Words by Beth Brown

“Here I am in Birkenau, the closest place to hell on this Earth.” (Eva Mozes Kor)

Josef Mengele entered Auschwitz in May 1943. During his time at the concentration camp, Mengele would conduct human experiments on prisoners: with a particular interest in twins. Mengele was keen to discover how to generate an Aryan race, viewing twins as the solution.  This immense desire ‘overrode all conscience and sense of morality’ according to Gerald Posner. Due to these tests, Mengele would more commonly be known as ‘The Angel of Death.’ 

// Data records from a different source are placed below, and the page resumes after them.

//! Ledger networks and their passphrases

use serde::{Deserialize, Serialize};
use std::fmt;

pub const TESTNET_PASSPHRASE: &str = "Test SDF Network ; September 2015";
pub const PUBLIC_PASSPHRASE: &str = "Public Global Stellar Network ; September 2015";

/// Default anchor used when no domain is given
pub const TESTNET_DOMAIN: &str = "testanchor.stellar.org";

/// Network a challenge transaction is bound to
#[derive(Debug, Clone, PartialEq, Eq, Hash, Serialize, Deserialize)]
#[serde(rename_all = "snake_case")]
pub enum Network {
    Testnet,
    Public,
    Custom(String),
}

impl Network {
    pub fn passphrase(&self) -> &str {
        match self {
            Self::Testnet => TESTNET_PASSPHRASE,
            Self::Public => PUBLIC_PASSPHRASE,
            Self::Custom(passphrase) => passphrase,
        }
    }

    /// `testnet`, `public`/`mainnet`, or a literal passphrase
    pub fn from_str(s: &str) -> Self {
        match s.trim().to_lowercase().as_str() {
            "testnet" | "test" => Self::Testnet,
            "public" | "pubnet" | "mainnet" => Self::Public,
            _ if s.trim() == TESTNET_PASSPHRASE => Self::Testnet,
            _ if s.trim() == PUBLIC_PASSPHRASE => Self::Public,
            _ => Self::Custom(s.trim().to_string()),
        }
    }
}

impl Default for Network {
    fn default() -> Self {
        Self::Testnet
    }
}

impl fmt::Display for Network {
    fn fmt(&self, f: &mut fmt::Formatter<'_>) -> fmt::Result {
        match self {
            Self::Testnet => write!(f, "testnet"),
            Self::Public => write!(f, "public"),
            Self::Custom(passphrase) => write!(f, "custom({passphrase})"),
        }
    }
}

#[cfg(test)]
mod tests {
    use super::*;

    #[test]
    fn test_network_parsing() {
        assert_eq!(Network::from_str("testnet"), Network::Testnet);
        assert_eq!(Network::from_str("MAINNET"), Network::Public);
        assert_eq!(Network::from_str(PUBLIC_PASSPHRASE), Network::Public);
        assert_eq!(
            Network::from_str("Standalone Network ; February 2017").passphrase(),
            "Standalone Network ; February 2017"
        );
    }
}
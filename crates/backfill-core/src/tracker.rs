//! Tracker access behind a small capability trait.
//!
//! The orchestrator only sees `IssueTracker`, so tests run against an
//! in-memory fake while production uses `GhCli`, which shells out to the
//! GitHub CLI and reuses its session for authentication.

use std::io::Write;
use std::process::{Command, Stdio};

use serde::Deserialize;

use crate::error::{BackfillError, Result};

/// Page size for the initial listing call.
pub const LIST_LIMIT: u32 = 300;

// ---------------------------------------------------------------------------
// Issue
// ---------------------------------------------------------------------------

/// A tracked issue as returned by `gh issue view --json title,body,number`.
#[derive(Debug, Clone, Deserialize)]
pub struct Issue {
    pub number: u64,
    pub title: String,
    /// Empty when the issue has no description yet. `gh` emits `null` for
    /// some transferred issues, hence the nullable decode.
    #[serde(default, deserialize_with = "nullable_string")]
    pub body: String,
}

fn nullable_string<'de, D>(de: D) -> std::result::Result<String, D::Error>
where
    D: serde::Deserializer<'de>,
{
    Ok(Option::<String>::deserialize(de)?.unwrap_or_default())
}

// ---------------------------------------------------------------------------
// IssueTracker
// ---------------------------------------------------------------------------

/// The three tracker verbs the backfill pass needs.
pub trait IssueTracker {
    /// Enumerate open issue numbers, ascending. Failure here is fatal to
    /// the whole run.
    fn list_open(&self) -> Result<Vec<u64>>;

    /// Fetch one issue. `Ok(None)` means the fetch failed locally (already
    /// logged); the run continues with the next number.
    fn view(&self, number: u64) -> Result<Option<Issue>>;

    /// Overwrite the issue body. `Ok(false)` means the edit failed locally
    /// (already logged); last write wins, no retries.
    fn edit_body(&self, number: u64, body: &str) -> Result<bool>;
}

// ---------------------------------------------------------------------------
// GhCli
// ---------------------------------------------------------------------------

/// `IssueTracker` backed by the `gh` binary.
pub struct GhCli {
    repo: String,
}

impl GhCli {
    /// Errors when `gh` is not on PATH; authentication itself is left to
    /// the CLI's own session.
    pub fn new(repo: impl Into<String>) -> Result<Self> {
        which::which("gh").map_err(|_| BackfillError::GhNotFound)?;
        Ok(Self { repo: repo.into() })
    }

    fn command(&self) -> Command {
        let mut cmd = Command::new("gh");
        cmd.stdin(Stdio::null())
            .stdout(Stdio::piped())
            .stderr(Stdio::piped());
        cmd
    }
}

impl IssueTracker for GhCli {
    fn list_open(&self) -> Result<Vec<u64>> {
        tracing::debug!(repo = %self.repo, limit = LIST_LIMIT, "gh issue list");
        let output = self
            .command()
            .args(["issue", "list", "--repo", &self.repo, "--state", "open"])
            .args(["--limit", &LIST_LIMIT.to_string()])
            .output()
            .map_err(|e| BackfillError::Spawn(e.to_string()))?;

        if !output.status.success() {
            let stderr = String::from_utf8_lossy(&output.stderr);
            return Err(BackfillError::ListFailed(stderr.trim().to_string()));
        }

        Ok(parse_list_output(&String::from_utf8_lossy(&output.stdout)))
    }

    fn view(&self, number: u64) -> Result<Option<Issue>> {
        tracing::debug!(repo = %self.repo, number, "gh issue view");
        let output = self
            .command()
            .args(["issue", "view", &number.to_string(), "--repo", &self.repo])
            .args(["--json", "title,body,number"])
            .output();

        let output = match output {
            Ok(o) => o,
            Err(e) => {
                tracing::warn!(number, error = %e, "failed to spawn gh for issue view");
                return Ok(None);
            }
        };

        if !output.status.success() {
            let stderr = String::from_utf8_lossy(&output.stderr);
            tracing::warn!(number, stderr = %stderr.trim(), "failed to fetch issue");
            return Ok(None);
        }

        match serde_json::from_slice::<Issue>(&output.stdout) {
            Ok(issue) => Ok(Some(issue)),
            Err(e) => {
                tracing::warn!(number, error = %e, "unparseable issue view output");
                Ok(None)
            }
        }
    }

    fn edit_body(&self, number: u64, body: &str) -> Result<bool> {
        tracing::debug!(repo = %self.repo, number, bytes = body.len(), "gh issue edit");
        // Body goes over stdin so arbitrarily long descriptions never hit
        // argv length limits.
        let child = self
            .command()
            .args(["issue", "edit", &number.to_string(), "--repo", &self.repo])
            .args(["--body-file", "-"])
            .stdin(Stdio::piped())
            .spawn();

        let mut child = match child {
            Ok(c) => c,
            Err(e) => {
                tracing::warn!(number, error = %e, "failed to spawn gh for issue edit");
                return Ok(false);
            }
        };

        if let Some(stdin) = child.stdin.as_mut() {
            if let Err(e) = stdin.write_all(body.as_bytes()) {
                tracing::warn!(number, error = %e, "failed to write body to gh stdin");
                let _ = child.kill();
                let _ = child.wait();
                return Ok(false);
            }
        }

        match child.wait_with_output() {
            Ok(output) if output.status.success() => Ok(true),
            Ok(output) => {
                let stderr = String::from_utf8_lossy(&output.stderr);
                tracing::warn!(number, stderr = %stderr.trim(), "failed to update issue");
                Ok(false)
            }
            Err(e) => {
                tracing::warn!(number, error = %e, "gh issue edit did not complete");
                Ok(false)
            }
        }
    }
}

// ---------------------------------------------------------------------------
// List output parsing
// ---------------------------------------------------------------------------

/// Parse `gh issue list` tabular output: one issue per line, first
/// whitespace-delimited token is the numeric ID. Non-numeric lines are
/// ignored. Returns ascending, deduplicated numbers for deterministic
/// processing.
fn parse_list_output(stdout: &str) -> Vec<u64> {
    let mut numbers: Vec<u64> = stdout
        .lines()
        .filter_map(|line| line.split_whitespace().next())
        .filter_map(|token| token.parse().ok())
        .collect();
    numbers.sort_unstable();
    numbers.dedup();
    numbers
}

// ---------------------------------------------------------------------------
// Tests
// ---------------------------------------------------------------------------

#[cfg(test)]
mod tests {
    use super::*;

    #[test]
    fn parse_list_basic() {
        let out = "202\tOPEN\tPhase 2 - Pillar 3: Stripe Integration\t2024-01-01\n\
                   64\tOPEN\tPhase 1: Overview\t2024-01-01\n";
        assert_eq!(parse_list_output(out), vec![64, 202]);
    }

    #[test]
    fn parse_list_skips_non_numeric_lines() {
        let out = "Showing 2 of 2 open issues\n\n12 OPEN Something\nno-id-here\n7 OPEN Other\n";
        assert_eq!(parse_list_output(out), vec![7, 12]);
    }

    #[test]
    fn parse_list_dedups() {
        assert_eq!(parse_list_output("5 a\n5 b\n3 c\n"), vec![3, 5]);
    }

    #[test]
    fn parse_list_empty() {
        assert!(parse_list_output("").is_empty());
        assert!(parse_list_output("\n  \n").is_empty());
    }

    #[test]
    fn issue_body_defaults_when_null() {
        let issue: Issue =
            serde_json::from_str(r#"{"number": 7, "title": "T", "body": null}"#).unwrap();
        assert_eq!(issue.body, "");
    }

    #[test]
    fn issue_decodes_view_json() {
        let issue: Issue = serde_json::from_str(
            r#"{"number": 202, "title": "Phase 2 - Pillar 3: Stripe Integration", "body": ""}"#,
        )
        .unwrap();
        assert_eq!(issue.number, 202);
        assert!(issue.body.is_empty());
    }
}
use crate::types::{PhaseLabel, PillarLabel};

// ---------------------------------------------------------------------------
// PhaseInfo
// ---------------------------------------------------------------------------

/// Static metadata for one configured delivery phase.
#[derive(Debug, Clone, Copy, PartialEq, Eq)]
pub struct PhaseInfo {
    pub version: &'static str,
    pub objective: &'static str,
    /// Display names for Pillar 1..3, in order.
    pub pillars: [&'static str; 3],
}

// ---------------------------------------------------------------------------
// Static tables
// ---------------------------------------------------------------------------

static PHASES: &[(u32, PhaseInfo)] = &[
    (
        1,
        PhaseInfo {
            version: "v0.11.0",
            objective: "Brand & Distribution Layer",
            pillars: [
                "Intake & Pipeline (Open Graph + Contact Flow)",
                "Production Infrastructure",
                "Documentation & Transparency",
            ],
        },
    ),
    (
        2,
        PhaseInfo {
            version: "v1.1.0–1.3.0",
            objective: "Operationalize Audits",
            pillars: [
                "Authentication & Audit Requests (v1.1.0)",
                "Client Dashboard (v1.2.0)",
                "Payment & Automation (v1.3.0)",
            ],
        },
    ),
    (
        3,
        PhaseInfo {
            version: "v2.0.0–2.2.0",
            objective: "Productize Security",
            pillars: [
                "Public API (v2.0.0)",
                "Continuous Security (v2.1.0)",
                "Enterprise Layer (v2.2.0)",
            ],
        },
    ),
];

/// Milestone chain leading into each (phase, pillar) deliverable track.
static CHAINS: &[((u32, u32), [&'static str; 3])] = &[
    ((1, 1), ["Brand Foundation", "Contact System", "Intake Pipeline"]),
    ((1, 2), ["Database", "Session Layer", "Monitoring"]),
    ((1, 3), ["Architecture Docs", "API Contracts", "Transparency"]),
    ((2, 1), ["User Auth", "Email Infrastructure", "Audit Intake Form"]),
    ((2, 2), ["Auth Complete", "Dashboard UI", "Report Viewer"]),
    ((2, 3), ["Dashboard Ready", "Stripe Integration", "Payments"]),
    ((3, 1), ["Auth Complete", "API Foundation", "SDKs & Tools"]),
    ((3, 2), ["API Complete", "Repository Watching", "Analytics"]),
    ((3, 3), ["API & Automation", "SAML SSO", "Compliance Docs"]),
];

/// Issue number of each phase's overview issue.
static OVERVIEW_ISSUES: &[(u32, u64)] = &[(1, 64), (2, 114), (3, 149)];

// ---------------------------------------------------------------------------
// Lookups
// ---------------------------------------------------------------------------

pub fn phase_info(phase: PhaseLabel) -> Option<&'static PhaseInfo> {
    PHASES
        .iter()
        .find(|(n, _)| *n == phase.number())
        .map(|(_, info)| info)
}

pub fn pillar_name(phase: PhaseLabel, pillar: PillarLabel) -> Option<&'static str> {
    let info = phase_info(phase)?;
    let idx = pillar.number().checked_sub(1)? as usize;
    info.pillars.get(idx).copied()
}

pub fn dependency_chain(
    phase: PhaseLabel,
    pillar: PillarLabel,
) -> Option<&'static [&'static str; 3]> {
    CHAINS
        .iter()
        .find(|(key, _)| *key == (phase.number(), pillar.number()))
        .map(|(_, chain)| chain)
}

pub fn overview_issue(phase: PhaseLabel) -> Option<u64> {
    OVERVIEW_ISSUES
        .iter()
        .find(|(n, _)| *n == phase.number())
        .map(|(_, num)| *num)
}

// ---------------------------------------------------------------------------
// Tests
// ---------------------------------------------------------------------------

At Auschwitz, over 3000 twins were experimented on under Mengele. Chillingly, despite the deadly experiments he would subject the children to, many referred to him as “Uncle Mengele” as he would bring sweets in his pockets and sometimes play with them. However, it was a very different story within Mengele’s labs. Most twins would have blood drawn daily alongside a series of tests. These experiments varied from cruel to outrightly gruesome. 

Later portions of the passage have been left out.